*** Opening of Data supplied ***

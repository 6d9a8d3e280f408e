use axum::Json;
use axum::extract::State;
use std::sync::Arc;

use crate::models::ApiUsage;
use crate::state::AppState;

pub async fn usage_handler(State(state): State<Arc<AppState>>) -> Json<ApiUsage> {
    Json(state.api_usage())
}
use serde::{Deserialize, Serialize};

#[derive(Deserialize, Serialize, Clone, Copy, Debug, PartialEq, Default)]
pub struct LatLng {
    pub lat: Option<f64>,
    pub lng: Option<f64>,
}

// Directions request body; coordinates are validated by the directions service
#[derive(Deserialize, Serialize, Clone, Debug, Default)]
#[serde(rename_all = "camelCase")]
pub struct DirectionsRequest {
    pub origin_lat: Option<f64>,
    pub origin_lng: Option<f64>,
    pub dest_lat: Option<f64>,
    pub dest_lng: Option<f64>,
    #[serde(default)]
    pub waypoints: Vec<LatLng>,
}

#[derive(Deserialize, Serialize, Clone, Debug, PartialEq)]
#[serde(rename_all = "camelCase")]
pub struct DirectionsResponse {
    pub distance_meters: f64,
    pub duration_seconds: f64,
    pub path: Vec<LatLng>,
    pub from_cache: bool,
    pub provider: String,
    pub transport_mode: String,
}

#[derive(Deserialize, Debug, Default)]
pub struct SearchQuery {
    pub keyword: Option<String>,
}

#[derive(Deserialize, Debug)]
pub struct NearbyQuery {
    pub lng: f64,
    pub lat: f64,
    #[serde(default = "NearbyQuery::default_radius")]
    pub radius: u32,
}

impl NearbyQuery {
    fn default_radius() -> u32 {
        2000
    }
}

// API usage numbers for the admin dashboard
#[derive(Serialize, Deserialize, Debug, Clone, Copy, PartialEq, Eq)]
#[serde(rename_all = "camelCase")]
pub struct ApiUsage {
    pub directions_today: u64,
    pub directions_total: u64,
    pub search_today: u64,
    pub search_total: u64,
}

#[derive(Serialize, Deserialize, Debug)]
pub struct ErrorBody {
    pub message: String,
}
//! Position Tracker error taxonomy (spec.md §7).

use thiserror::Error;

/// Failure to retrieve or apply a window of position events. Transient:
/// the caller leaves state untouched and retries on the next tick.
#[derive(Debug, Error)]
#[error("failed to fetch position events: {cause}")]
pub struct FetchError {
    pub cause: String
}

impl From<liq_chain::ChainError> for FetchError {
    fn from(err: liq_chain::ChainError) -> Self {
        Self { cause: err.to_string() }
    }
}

*** Close of Data supplied ***

■ Exercise directions: For every line of the material that holds the word "Option", make a copy.

■ Written response:
    pub lat: Option<f64>,
    pub lng: Option<f64>,
    pub origin_lat: Option<f64>,
    pub origin_lng: Option<f64>,
    pub dest_lat: Option<f64>,
    pub dest_lng: Option<f64>,
    pub keyword: Option<String>,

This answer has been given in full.